Provided records START

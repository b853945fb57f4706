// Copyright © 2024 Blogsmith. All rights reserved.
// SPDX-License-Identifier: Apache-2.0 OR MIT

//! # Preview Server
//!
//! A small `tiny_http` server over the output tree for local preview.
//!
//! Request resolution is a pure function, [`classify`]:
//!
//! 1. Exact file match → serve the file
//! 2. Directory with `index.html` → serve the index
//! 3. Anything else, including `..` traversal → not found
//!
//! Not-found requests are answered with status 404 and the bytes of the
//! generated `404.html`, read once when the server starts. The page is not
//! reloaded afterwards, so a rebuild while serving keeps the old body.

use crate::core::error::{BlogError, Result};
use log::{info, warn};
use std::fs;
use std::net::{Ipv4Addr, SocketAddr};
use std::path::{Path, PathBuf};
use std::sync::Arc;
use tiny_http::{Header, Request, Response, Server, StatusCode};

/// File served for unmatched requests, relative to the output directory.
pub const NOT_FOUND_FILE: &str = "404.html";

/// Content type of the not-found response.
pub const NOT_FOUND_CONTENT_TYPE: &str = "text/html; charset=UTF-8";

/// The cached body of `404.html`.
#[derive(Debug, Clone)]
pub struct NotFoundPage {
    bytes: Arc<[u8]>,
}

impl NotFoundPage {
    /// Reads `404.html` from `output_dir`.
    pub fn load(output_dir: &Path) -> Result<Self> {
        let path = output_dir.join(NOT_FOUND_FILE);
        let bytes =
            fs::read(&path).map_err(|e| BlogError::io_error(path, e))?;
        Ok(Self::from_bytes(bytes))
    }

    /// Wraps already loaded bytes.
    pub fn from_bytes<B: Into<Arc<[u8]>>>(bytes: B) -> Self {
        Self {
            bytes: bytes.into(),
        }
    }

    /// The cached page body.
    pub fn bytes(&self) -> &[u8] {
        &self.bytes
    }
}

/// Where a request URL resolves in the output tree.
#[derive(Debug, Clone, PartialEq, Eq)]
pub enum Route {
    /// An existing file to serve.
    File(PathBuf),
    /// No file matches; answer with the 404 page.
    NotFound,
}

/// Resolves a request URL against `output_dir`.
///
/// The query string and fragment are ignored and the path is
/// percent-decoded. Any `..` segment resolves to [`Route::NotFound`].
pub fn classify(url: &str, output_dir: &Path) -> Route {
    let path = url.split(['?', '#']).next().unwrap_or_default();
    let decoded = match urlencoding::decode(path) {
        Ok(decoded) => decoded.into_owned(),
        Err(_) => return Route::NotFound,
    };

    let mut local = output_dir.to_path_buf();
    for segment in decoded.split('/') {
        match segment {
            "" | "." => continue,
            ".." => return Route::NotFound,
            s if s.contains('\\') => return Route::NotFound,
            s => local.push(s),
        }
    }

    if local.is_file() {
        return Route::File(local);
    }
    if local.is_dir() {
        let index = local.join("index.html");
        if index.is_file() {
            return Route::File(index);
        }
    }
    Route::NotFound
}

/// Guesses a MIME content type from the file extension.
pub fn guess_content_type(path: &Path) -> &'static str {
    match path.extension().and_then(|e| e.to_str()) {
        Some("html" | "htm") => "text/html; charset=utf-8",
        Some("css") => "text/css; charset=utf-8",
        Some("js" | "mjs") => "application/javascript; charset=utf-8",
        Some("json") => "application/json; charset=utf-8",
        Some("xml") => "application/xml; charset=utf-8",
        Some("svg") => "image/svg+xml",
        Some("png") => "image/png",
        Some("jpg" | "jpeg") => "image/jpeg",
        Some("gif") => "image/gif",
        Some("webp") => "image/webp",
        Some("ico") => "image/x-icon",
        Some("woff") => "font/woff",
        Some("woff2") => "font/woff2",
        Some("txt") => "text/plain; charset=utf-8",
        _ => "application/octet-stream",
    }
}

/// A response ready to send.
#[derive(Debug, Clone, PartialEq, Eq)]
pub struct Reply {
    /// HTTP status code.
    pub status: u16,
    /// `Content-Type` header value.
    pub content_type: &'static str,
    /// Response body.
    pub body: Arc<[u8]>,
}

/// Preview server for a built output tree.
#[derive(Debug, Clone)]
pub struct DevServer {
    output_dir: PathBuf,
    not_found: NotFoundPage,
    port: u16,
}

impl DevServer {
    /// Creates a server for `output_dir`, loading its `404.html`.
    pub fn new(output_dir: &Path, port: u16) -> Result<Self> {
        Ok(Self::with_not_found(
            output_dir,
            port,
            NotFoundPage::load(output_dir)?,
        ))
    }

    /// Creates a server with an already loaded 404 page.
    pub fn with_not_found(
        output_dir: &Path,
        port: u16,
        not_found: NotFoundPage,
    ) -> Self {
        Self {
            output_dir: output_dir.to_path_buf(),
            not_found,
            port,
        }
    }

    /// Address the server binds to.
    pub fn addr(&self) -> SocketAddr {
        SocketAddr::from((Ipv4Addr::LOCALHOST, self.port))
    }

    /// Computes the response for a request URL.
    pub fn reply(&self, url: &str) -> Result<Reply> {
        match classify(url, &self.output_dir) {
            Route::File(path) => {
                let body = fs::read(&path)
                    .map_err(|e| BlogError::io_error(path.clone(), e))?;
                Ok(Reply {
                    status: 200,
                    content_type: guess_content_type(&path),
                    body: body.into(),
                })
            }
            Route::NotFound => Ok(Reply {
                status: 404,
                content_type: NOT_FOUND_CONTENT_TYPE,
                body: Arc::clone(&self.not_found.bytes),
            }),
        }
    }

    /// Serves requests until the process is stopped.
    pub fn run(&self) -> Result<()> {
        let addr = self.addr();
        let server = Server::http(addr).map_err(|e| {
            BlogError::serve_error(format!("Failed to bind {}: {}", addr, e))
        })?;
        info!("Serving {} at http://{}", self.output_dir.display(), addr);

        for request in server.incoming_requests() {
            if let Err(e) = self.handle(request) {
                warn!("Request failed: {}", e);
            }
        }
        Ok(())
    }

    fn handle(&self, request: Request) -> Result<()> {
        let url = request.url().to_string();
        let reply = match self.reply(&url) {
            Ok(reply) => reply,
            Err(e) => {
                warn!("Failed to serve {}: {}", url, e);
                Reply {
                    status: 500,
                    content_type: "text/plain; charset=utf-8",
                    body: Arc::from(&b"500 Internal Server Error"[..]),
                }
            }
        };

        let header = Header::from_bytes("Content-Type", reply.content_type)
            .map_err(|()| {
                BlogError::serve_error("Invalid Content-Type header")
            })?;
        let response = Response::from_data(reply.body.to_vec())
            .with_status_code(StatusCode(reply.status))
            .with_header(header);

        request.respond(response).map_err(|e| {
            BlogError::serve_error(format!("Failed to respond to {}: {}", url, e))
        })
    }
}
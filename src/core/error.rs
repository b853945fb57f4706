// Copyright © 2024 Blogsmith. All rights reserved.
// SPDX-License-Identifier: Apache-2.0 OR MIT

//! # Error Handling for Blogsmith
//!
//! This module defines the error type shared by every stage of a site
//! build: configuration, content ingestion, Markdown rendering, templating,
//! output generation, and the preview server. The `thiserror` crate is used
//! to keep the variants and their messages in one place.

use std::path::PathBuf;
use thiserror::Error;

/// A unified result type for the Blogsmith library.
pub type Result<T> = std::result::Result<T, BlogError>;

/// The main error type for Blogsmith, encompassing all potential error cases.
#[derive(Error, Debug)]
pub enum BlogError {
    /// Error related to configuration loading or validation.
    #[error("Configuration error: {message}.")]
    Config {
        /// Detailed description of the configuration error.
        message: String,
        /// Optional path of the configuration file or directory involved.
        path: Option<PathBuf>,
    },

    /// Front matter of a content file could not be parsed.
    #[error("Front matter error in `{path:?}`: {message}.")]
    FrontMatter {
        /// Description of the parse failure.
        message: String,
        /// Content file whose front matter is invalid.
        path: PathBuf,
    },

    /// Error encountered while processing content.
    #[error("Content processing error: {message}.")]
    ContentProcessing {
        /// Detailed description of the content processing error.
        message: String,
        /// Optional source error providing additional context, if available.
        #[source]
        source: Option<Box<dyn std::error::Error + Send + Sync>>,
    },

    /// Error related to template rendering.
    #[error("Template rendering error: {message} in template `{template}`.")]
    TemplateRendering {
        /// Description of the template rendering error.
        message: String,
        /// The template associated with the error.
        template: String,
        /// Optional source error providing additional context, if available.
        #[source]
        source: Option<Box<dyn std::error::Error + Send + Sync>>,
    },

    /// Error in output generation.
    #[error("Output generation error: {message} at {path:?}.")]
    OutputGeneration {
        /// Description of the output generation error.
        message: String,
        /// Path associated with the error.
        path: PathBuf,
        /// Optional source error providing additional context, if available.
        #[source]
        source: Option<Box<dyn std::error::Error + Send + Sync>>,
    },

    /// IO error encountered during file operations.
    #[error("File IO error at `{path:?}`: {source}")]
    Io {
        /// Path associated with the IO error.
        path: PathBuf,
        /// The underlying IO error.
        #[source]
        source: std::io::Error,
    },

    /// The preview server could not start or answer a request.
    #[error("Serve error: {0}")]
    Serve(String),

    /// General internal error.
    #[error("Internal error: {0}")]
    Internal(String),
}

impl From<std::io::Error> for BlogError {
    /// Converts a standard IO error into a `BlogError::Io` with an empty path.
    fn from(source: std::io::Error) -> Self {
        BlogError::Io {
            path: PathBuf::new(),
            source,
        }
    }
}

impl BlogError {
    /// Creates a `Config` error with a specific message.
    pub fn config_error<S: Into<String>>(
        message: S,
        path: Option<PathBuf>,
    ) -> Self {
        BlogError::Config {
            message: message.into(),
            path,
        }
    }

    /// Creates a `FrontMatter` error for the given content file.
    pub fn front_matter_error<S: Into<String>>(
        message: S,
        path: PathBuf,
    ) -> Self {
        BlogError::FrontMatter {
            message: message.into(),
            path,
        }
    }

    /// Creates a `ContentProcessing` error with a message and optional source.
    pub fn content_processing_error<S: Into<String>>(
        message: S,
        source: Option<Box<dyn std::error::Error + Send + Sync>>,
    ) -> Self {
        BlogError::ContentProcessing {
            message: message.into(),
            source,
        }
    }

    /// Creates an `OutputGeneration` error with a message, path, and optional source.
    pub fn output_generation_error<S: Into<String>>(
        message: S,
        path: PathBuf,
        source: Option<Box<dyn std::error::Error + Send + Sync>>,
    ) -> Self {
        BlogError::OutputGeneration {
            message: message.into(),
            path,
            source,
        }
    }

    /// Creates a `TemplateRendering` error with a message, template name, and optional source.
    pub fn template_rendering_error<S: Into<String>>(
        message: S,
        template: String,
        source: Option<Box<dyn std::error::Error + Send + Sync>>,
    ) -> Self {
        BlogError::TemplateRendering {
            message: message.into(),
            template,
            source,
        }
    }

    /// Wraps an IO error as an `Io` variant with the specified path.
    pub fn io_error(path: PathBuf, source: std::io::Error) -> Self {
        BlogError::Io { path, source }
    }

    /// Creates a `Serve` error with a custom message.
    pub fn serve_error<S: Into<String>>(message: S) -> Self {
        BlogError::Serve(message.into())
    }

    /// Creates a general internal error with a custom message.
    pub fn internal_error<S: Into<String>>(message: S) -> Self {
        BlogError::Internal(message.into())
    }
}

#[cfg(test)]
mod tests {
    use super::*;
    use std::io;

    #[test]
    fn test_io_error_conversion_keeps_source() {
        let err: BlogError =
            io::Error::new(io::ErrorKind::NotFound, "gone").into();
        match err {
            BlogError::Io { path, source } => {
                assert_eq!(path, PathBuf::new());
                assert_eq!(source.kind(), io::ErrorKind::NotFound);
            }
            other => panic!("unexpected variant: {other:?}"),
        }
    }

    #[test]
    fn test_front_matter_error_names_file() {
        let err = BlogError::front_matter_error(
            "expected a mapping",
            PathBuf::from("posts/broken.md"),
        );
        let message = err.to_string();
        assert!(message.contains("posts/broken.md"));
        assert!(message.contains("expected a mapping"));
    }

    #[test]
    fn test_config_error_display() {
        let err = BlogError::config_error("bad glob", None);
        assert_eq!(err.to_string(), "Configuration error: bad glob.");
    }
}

Provided records END

Problem requirements:
Please show the lines in the entries above that hold the string "const".

Answer space:
pub const NOT_FOUND_FILE: &str = "404.html";
pub const NOT_FOUND_CONTENT_TYPE: &str = "text/html; charset=UTF-8";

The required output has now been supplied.